发明名称 Name search using multiple bitmap distributions
摘要 Provided are a computer implemented method, computer program product, and system for matching names. For a first bitmap distribution, it is determined whether a first bitmap signature of a query name and a second bitmap signature of a target name have a number of character n-grams overlapping that meet or exceed a threshold to generate a first preliminary value.
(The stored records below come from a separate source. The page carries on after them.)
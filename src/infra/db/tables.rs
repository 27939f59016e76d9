use sqlx::{Postgres, query_builder::Separated};

use crate::domain::entities::{
    Address, AddressDraft, Bill, BillDraft, Category, CategoryDraft, Client, ClientDraft, Order,
    OrderDetail, OrderDetailDraft, OrderDraft, Product, ProductDraft, Review, ReviewDraft,
};

use super::store::Table;

type Values<'qb> = Separated<'qb, 'static, Postgres, &'static str>;

impl Table for Category {
    const TABLE: &'static str = "categories";
    const COLUMNS: &'static [&'static str] = &["name"];

    fn push_values(draft: &CategoryDraft, values: &mut Values<'_>) {
        values.push_bind(draft.name.trim().to_string());
    }
}

impl Table for Product {
    const TABLE: &'static str = "products";
    const COLUMNS: &'static [&'static str] = &["name", "price", "stock", "category_id"];

    fn push_values(draft: &ProductDraft, values: &mut Values<'_>) {
        values
            .push_bind(draft.name.trim().to_string())
            .push_bind(draft.price.clone())
            .push_bind(draft.stock)
            .push_bind(draft.category_id);
    }
}

impl Table for Client {
    const TABLE: &'static str = "clients";
    const COLUMNS: &'static [&'static str] = &["name", "lastname", "email", "telephone"];

    fn push_values(draft: &ClientDraft, values: &mut Values<'_>) {
        values
            .push_bind(draft.name.clone())
            .push_bind(draft.lastname.clone())
            .push_bind(draft.email.trim().to_string())
            .push_bind(draft.telephone.clone());
    }
}

impl Table for Address {
    const TABLE: &'static str = "addresses";
    const COLUMNS: &'static [&'static str] = &["street", "number", "city", "client_id"];

    fn push_values(draft: &AddressDraft, values: &mut Values<'_>) {
        values
            .push_bind(draft.street.clone())
            .push_bind(draft.number.clone())
            .push_bind(draft.city.clone())
            .push_bind(draft.client_id);
    }
}

impl Table for Order {
    const TABLE: &'static str = "orders";
    const COLUMNS: &'static [&'static str] = &[
        "date",
        "total",
        "delivery_method",
        "status",
        "client_id",
        "bill_id",
    ];

    fn push_values(draft: &OrderDraft, values: &mut Values<'_>) {
        values
            .push_bind(draft.date)
            .push_bind(draft.total.clone())
            .push_bind(draft.delivery_method)
            .push_bind(draft.status)
            .push_bind(draft.client_id)
            .push_bind(draft.bill_id);
    }
}

impl Table for OrderDetail {
    const TABLE: &'static str = "order_details";
    const COLUMNS: &'static [&'static str] = &["quantity", "price", "order_id", "product_id"];

    fn push_values(draft: &OrderDetailDraft, values: &mut Values<'_>) {
        values
            .push_bind(draft.quantity)
            .push_bind(draft.price.clone())
            .push_bind(draft.order_id)
            .push_bind(draft.product_id);
    }
}

impl Table for Bill {
    const TABLE: &'static str = "bills";
    const COLUMNS: &'static [&'static str] = &[
        "bill_number",
        "discount",
        "date",
        "total",
        "payment_type",
        "client_id",
    ];

    fn push_values(draft: &BillDraft, values: &mut Values<'_>) {
        values
            .push_bind(draft.bill_number.clone())
            .push_bind(draft.discount.clone())
            .push_bind(draft.date)
            .push_bind(draft.total.clone())
            .push_bind(draft.payment_type)
            .push_bind(draft.client_id);
    }
}

impl Table for Review {
    const TABLE: &'static str = "reviews";
    const COLUMNS: &'static [&'static str] = &["rating", "comment", "product_id"];

    fn push_values(draft: &ReviewDraft, values: &mut Values<'_>) {
        values
            .push_bind(draft.rating)
            .push_bind(draft.comment.clone())
            .push_bind(draft.product_id);
    }
}
//! Repository traits describing persistence adapters.

use async_trait::async_trait;
use thiserror::Error;

use crate::application::pagination::PageRequest;
use crate::domain::entities::{Client, Entity};

#[derive(Debug, Error)]
pub enum RepoError {
    #[error("persistence error: {0}")]
    Persistence(String),
    #[error("duplicate record violates unique constraint `{constraint}`")]
    Duplicate { constraint: String },
    #[error("resource not found")]
    NotFound,
    #[error("invalid input: {message}")]
    InvalidInput { message: String },
    #[error("integrity error: {message}")]
    Integrity { message: String },
    #[error("database timeout")]
    Timeout,
}

impl RepoError {
    pub fn from_persistence(err: impl std::fmt::Display) -> Self {
        Self::Persistence(err.to_string())
    }
}

/// Source of truth for one entity type.
#[async_trait]
pub trait Store<E: Entity>: Send + Sync {
    async fn list(&self, page: PageRequest) -> Result<Vec<E>, RepoError>;

    async fn get(&self, id: i64) -> Result<Option<E>, RepoError>;

    async fn create(&self, draft: &E::Draft) -> Result<E, RepoError>;

    /// Replace every field of `id`. `None` when the record does not exist.
    async fn update(&self, id: i64, draft: &E::Draft) -> Result<Option<E>, RepoError>;

    /// `false` when the record did not exist.
    async fn delete(&self, id: i64) -> Result<bool, RepoError>;
}

#[async_trait]
pub trait SalesHistoryRepo: Send + Sync {
    /// Whether any order detail references the product.
    async fn product_has_sales(&self, product_id: i64) -> Result<bool, RepoError>;
}

#[async_trait]
pub trait ClientDirectory: Send + Sync {
    async fn find_client_by_email(&self, email: &str) -> Result<Option<Client>, RepoError>;
}
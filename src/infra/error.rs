use thiserror::Error;

#[derive(Debug, Error)]
pub enum InfraError {
    #[error("io error: {0}")]
    Io(#[from] std::io::Error),
    #[error("database error: {message}")]
    Database { message: String },
    #[error("cache error: {message}")]
    Cache { message: String },
    #[error("telemetry initialization failed: {0}")]
    Telemetry(String),
    #[error("configuration error: {message}")]
    Configuration { message: String },
}

impl InfraError {
    pub fn database(message: impl Into<String>) -> Self {
        Self::Database {
            message: message.into(),
        }
    }

    pub fn cache(message: impl Into<String>) -> Self {
        Self::Cache {
            message: message.into(),
        }
    }

    pub fn configuration(message: impl Into<String>) -> Self {
        Self::Configuration {
            message: message.into(),
        }
    }

    pub fn telemetry(message: impl Into<String>) -> Self {
        Self::Telemetry(message.into())
    }
}

impl From<sqlx::Error> for InfraError {
    fn from(err: sqlx::Error) -> Self {
        Self::database(err.to_string())
    }
}

impl From<sqlx::migrate::MigrateError> for InfraError {
    fn from(err: sqlx::migrate::MigrateError) -> Self {
        Self::database(format!("migration failed: {err}"))
    }
}
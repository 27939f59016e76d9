//! Threshold-based health report for the database, its pool and the cache.

use std::sync::Arc;
use std::time::{Duration, Instant};

use async_trait::async_trait;
use serde::Serialize;
use time::OffsetDateTime;

use crate::application::repos::RepoError;
use crate::cache::CacheClient;

/// Ordered from best to worst; the overall level is the worst component.
#[derive(Debug, Clone, Copy, PartialEq, Eq, PartialOrd, Ord, Serialize)]
#[serde(rename_all = "snake_case")]
pub enum HealthLevel {
    Healthy,
    Warning,
    Degraded,
    Critical,
}

pub fn evaluate(levels: impl IntoIterator<Item = HealthLevel>) -> HealthLevel {
    levels.into_iter().max().unwrap_or(HealthLevel::Healthy)
}

#[derive(Debug, Clone, Copy, PartialEq, Serialize)]
pub struct Thresholds {
    pub warning: f64,
    pub critical: f64,
}

impl Thresholds {
    pub fn classify(&self, value: f64) -> HealthLevel {
        if value >= self.critical {
            HealthLevel::Critical
        } else if value >= self.warning {
            HealthLevel::Warning
        } else {
            HealthLevel::Healthy
        }
    }
}

pub const DB_LATENCY_MS: Thresholds = Thresholds {
    warning: 100.0,
    critical: 500.0,
};

pub const DB_POOL_UTILIZATION: Thresholds = Thresholds {
    warning: 70.0,
    critical: 90.0,
};

#[derive(Debug, Clone, Copy, PartialEq, Eq)]
pub struct PoolStats {
    pub size: u32,
    pub idle: u32,
    pub max_connections: u32,
}

impl PoolStats {
    pub fn utilization_percent(&self) -> f64 {
        if self.max_connections == 0 {
            return 0.0;
        }
        let in_use = self.size.saturating_sub(self.idle);
        f64::from(in_use) / f64::from(self.max_connections) * 100.0
    }
}

#[async_trait]
pub trait DatabaseProbe: Send + Sync {
    async fn ping(&self) -> Result<(), RepoError>;

    fn pool_stats(&self) -> PoolStats;
}

#[derive(Debug, Clone, Serialize)]
pub struct HealthReport {
    pub status: HealthLevel,
    #[serde(with = "time::serde::rfc3339")]
    pub timestamp: OffsetDateTime,
    pub checks: HealthChecks,
}

#[derive(Debug, Clone, Serialize)]
pub struct HealthChecks {
    pub database: DatabaseCheck,
    pub cache: CacheCheck,
    pub db_pool: PoolCheck,
}

#[derive(Debug, Clone, Serialize)]
pub struct DatabaseCheck {
    pub status: &'static str,
    pub health: HealthLevel,
    pub latency_ms: Option<f64>,
    pub thresholds: Thresholds,
}

#[derive(Debug, Clone, Serialize)]
pub struct CacheCheck {
    pub status: &'static str,
    pub health: HealthLevel,
    pub latency_ms: Option<f64>,
    pub backend: &'static str,
}

#[derive(Debug, Clone, Serialize)]
pub struct PoolCheck {
    pub health: HealthLevel,
    pub size: u32,
    pub idle: u32,
    pub max_connections: u32,
    pub utilization_percent: f64,
    pub thresholds: Thresholds,
}

#[derive(Clone)]
pub struct HealthService {
    database: Arc<dyn DatabaseProbe>,
    cache: CacheClient,
}

impl HealthService {
    pub fn new(database: Arc<dyn DatabaseProbe>, cache: CacheClient) -> Self {
        Self { database, cache }
    }

    pub async fn check(&self) -> HealthReport {
        let database = self.check_database().await;
        let cache = self.check_cache().await;
        let db_pool = self.check_pool();

        HealthReport {
            status: evaluate([database.health, cache.health, db_pool.health]),
            timestamp: OffsetDateTime::now_utc(),
            checks: HealthChecks {
                database,
                cache,
                db_pool,
            },
        }
    }

    async fn check_database(&self) -> DatabaseCheck {
        let started = Instant::now();
        match self.database.ping().await {
            Ok(()) => {
                let latency = millis(started.elapsed());
                DatabaseCheck {
                    status: "up",
                    health: DB_LATENCY_MS.classify(latency),
                    latency_ms: Some(latency),
                    thresholds: DB_LATENCY_MS,
                }
            }
            Err(_) => DatabaseCheck {
                status: "down",
                health: HealthLevel::Critical,
                latency_ms: None,
                thresholds: DB_LATENCY_MS,
            },
        }
    }

    async fn check_cache(&self) -> CacheCheck {
        let backend = self.cache.backend_name();
        let latency = if self.cache.refresh_availability().await {
            self.cache.ping_latency().await
        } else {
            None
        };
        match latency {
            Some(latency) => CacheCheck {
                status: "up",
                health: HealthLevel::Healthy,
                latency_ms: Some(millis(latency)),
                backend,
            },
            None => CacheCheck {
                status: "down",
                health: HealthLevel::Degraded,
                latency_ms: None,
                backend,
            },
        }
    }

    fn check_pool(&self) -> PoolCheck {
        let stats = self.database.pool_stats();
        let utilization = stats.utilization_percent();
        PoolCheck {
            health: DB_POOL_UTILIZATION.classify(utilization),
            size: stats.size,
            idle: stats.idle,
            max_connections: stats.max_connections,
            utilization_percent: (utilization * 10.0).round() / 10.0,
            thresholds: DB_POOL_UTILIZATION,
        }
    }
}

fn millis(duration: Duration) -> f64 {
    (duration.as_secs_f64() * 100_000.0).round() / 100.0
}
For a second bitmap distribution that is different from the first bitmap distribution, it is determined whether a third bitmap signature of the query name and a fourth bitmap signature of the target name have a number of character n-grams overlapping that meet or exceed a threshold to generate a second preliminary value. The first preliminary value and the second preliminary value are combined, and, if the combination results in a value of true, it is determined that the query name and the target name are to be further processed.
申请公布号 US9020911(B2) 申请公布日期 2015.04.28
申请号 US201213353252 申请日期 2012.01.18
申请人 International Business Machines Corporation 发明人 Biesenbach David E.;Liddle Steven J.;Watjen Stephen J.;Williams Charles K.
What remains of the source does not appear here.